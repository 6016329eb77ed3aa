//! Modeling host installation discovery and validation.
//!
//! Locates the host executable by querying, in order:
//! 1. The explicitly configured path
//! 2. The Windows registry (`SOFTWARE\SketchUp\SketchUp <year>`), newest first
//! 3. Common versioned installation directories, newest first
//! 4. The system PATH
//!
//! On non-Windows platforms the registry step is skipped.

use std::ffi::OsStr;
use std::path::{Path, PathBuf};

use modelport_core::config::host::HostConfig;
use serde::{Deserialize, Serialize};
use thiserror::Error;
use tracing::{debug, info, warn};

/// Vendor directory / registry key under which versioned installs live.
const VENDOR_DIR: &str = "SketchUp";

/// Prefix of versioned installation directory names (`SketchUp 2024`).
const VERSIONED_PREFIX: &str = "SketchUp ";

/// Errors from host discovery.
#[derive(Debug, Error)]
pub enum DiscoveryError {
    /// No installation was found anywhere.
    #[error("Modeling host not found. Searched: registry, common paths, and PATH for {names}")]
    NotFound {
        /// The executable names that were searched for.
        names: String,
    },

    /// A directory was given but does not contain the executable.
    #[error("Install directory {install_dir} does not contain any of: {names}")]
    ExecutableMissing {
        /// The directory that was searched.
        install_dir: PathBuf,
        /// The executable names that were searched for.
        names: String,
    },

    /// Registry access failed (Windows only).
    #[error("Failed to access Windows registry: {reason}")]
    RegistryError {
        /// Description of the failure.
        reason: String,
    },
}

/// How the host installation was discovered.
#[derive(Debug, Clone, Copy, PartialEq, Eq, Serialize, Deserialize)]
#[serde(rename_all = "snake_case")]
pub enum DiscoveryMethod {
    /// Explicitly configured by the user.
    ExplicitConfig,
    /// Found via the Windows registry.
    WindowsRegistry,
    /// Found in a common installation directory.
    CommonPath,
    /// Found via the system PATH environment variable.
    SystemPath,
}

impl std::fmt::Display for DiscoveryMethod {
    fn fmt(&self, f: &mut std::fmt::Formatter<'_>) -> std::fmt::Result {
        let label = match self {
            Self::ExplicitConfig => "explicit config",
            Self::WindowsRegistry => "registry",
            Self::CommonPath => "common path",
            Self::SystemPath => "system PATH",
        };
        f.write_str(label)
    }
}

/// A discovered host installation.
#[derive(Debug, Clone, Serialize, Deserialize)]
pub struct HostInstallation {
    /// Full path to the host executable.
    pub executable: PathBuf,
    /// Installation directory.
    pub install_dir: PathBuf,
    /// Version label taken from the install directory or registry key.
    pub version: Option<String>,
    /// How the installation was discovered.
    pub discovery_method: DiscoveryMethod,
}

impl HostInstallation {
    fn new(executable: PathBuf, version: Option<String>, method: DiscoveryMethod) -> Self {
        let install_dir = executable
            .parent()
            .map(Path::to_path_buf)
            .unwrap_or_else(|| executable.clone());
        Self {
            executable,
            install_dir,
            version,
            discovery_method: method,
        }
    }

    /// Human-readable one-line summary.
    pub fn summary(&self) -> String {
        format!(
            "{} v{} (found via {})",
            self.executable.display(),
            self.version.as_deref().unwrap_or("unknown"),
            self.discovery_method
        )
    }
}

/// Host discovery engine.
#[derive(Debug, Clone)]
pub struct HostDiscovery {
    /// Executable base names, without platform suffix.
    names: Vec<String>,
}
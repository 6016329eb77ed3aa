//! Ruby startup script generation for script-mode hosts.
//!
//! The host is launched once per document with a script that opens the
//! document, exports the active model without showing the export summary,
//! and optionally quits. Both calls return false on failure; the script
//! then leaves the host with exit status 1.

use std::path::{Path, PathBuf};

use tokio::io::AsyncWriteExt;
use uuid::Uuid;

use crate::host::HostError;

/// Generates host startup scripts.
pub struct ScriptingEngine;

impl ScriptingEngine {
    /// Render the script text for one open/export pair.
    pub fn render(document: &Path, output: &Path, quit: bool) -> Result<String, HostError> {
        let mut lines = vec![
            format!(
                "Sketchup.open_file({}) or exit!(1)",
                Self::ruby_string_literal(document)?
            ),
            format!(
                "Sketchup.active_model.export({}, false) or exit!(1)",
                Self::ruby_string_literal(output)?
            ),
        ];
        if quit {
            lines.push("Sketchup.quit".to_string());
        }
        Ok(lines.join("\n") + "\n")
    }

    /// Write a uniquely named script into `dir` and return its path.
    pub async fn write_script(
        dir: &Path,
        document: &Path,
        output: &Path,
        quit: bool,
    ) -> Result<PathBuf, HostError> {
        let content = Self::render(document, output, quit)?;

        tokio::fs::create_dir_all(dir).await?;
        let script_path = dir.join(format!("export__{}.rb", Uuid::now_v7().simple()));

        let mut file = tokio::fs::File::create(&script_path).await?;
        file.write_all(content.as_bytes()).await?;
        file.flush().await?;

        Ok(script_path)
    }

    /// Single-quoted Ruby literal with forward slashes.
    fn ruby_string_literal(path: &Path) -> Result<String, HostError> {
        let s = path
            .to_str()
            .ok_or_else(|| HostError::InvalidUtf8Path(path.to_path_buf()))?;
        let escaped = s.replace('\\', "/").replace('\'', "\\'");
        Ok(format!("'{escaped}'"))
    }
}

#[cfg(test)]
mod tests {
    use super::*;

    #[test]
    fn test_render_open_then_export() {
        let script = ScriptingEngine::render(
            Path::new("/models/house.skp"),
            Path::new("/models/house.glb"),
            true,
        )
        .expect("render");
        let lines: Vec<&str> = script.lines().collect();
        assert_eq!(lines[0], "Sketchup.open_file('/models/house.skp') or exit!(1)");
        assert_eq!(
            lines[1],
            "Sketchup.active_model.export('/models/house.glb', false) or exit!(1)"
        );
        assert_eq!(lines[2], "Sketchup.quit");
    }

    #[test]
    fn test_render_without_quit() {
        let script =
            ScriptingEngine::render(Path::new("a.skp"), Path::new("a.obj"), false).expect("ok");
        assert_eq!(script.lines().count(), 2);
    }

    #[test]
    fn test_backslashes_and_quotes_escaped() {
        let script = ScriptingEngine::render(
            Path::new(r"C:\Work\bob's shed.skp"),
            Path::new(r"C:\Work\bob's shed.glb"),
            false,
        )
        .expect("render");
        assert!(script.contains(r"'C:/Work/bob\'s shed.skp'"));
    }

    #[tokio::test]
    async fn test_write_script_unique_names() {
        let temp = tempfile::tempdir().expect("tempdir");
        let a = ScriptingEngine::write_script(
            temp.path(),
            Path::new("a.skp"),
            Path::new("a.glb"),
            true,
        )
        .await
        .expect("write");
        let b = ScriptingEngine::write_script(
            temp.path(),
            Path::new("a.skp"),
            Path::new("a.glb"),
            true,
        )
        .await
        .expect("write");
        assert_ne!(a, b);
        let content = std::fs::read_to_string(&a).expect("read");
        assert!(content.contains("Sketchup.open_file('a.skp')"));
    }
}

☆ ☆ ☆ ☆

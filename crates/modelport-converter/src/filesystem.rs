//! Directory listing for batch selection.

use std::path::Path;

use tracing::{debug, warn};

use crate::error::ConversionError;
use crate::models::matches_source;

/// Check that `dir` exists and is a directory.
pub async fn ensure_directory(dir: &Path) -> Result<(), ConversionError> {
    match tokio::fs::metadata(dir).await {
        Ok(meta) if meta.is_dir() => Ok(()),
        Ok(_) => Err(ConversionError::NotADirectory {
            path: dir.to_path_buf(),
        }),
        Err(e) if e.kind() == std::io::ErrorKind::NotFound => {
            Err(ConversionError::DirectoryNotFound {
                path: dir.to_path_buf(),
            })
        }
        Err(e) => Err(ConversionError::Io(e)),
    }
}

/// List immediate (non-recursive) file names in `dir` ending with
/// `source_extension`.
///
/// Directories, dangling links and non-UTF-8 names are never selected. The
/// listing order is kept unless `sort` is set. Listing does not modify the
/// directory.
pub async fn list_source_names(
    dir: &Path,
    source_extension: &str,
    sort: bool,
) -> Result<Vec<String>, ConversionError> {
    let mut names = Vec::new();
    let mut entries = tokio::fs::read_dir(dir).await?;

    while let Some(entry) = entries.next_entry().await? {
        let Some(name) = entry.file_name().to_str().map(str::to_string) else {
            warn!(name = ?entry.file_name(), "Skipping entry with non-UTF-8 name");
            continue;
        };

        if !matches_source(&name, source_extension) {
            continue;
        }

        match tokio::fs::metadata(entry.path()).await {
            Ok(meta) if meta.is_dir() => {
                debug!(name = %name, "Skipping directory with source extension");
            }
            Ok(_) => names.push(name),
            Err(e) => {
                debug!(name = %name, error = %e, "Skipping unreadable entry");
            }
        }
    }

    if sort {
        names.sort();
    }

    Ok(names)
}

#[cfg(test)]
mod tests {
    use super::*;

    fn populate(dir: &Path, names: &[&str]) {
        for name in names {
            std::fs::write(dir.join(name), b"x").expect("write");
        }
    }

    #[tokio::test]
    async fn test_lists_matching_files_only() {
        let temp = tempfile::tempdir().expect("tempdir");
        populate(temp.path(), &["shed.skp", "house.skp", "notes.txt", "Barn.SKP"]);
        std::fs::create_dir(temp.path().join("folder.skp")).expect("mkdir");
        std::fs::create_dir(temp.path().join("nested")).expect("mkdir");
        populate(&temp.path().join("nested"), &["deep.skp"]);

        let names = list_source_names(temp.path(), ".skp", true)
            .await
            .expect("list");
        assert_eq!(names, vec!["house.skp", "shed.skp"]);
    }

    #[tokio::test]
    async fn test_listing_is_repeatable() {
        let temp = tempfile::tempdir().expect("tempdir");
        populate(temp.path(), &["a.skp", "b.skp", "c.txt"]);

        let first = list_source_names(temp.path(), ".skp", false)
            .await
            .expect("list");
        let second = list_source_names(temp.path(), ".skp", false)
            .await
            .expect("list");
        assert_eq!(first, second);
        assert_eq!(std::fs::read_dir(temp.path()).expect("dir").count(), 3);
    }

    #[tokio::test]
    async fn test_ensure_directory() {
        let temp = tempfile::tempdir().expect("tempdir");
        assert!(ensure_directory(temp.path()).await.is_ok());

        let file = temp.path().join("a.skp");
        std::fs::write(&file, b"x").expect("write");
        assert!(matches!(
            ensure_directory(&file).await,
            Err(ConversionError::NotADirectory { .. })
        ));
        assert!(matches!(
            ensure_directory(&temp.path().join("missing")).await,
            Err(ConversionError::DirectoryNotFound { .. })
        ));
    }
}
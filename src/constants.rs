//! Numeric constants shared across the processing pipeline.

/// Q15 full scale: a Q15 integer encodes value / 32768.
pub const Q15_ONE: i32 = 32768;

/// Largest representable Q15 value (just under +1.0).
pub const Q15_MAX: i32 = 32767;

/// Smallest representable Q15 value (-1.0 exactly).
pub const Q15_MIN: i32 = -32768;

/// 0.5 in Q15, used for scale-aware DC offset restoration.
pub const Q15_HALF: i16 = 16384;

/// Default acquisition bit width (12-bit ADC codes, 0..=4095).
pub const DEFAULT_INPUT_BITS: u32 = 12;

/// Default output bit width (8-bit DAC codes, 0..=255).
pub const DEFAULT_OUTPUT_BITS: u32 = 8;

☆ ☆ ☆ ☆

Task directions:
Copy out all lines of the listing where the word "enum" appears.

Written reply:
pub enum DiscoveryError {
pub enum DiscoveryMethod {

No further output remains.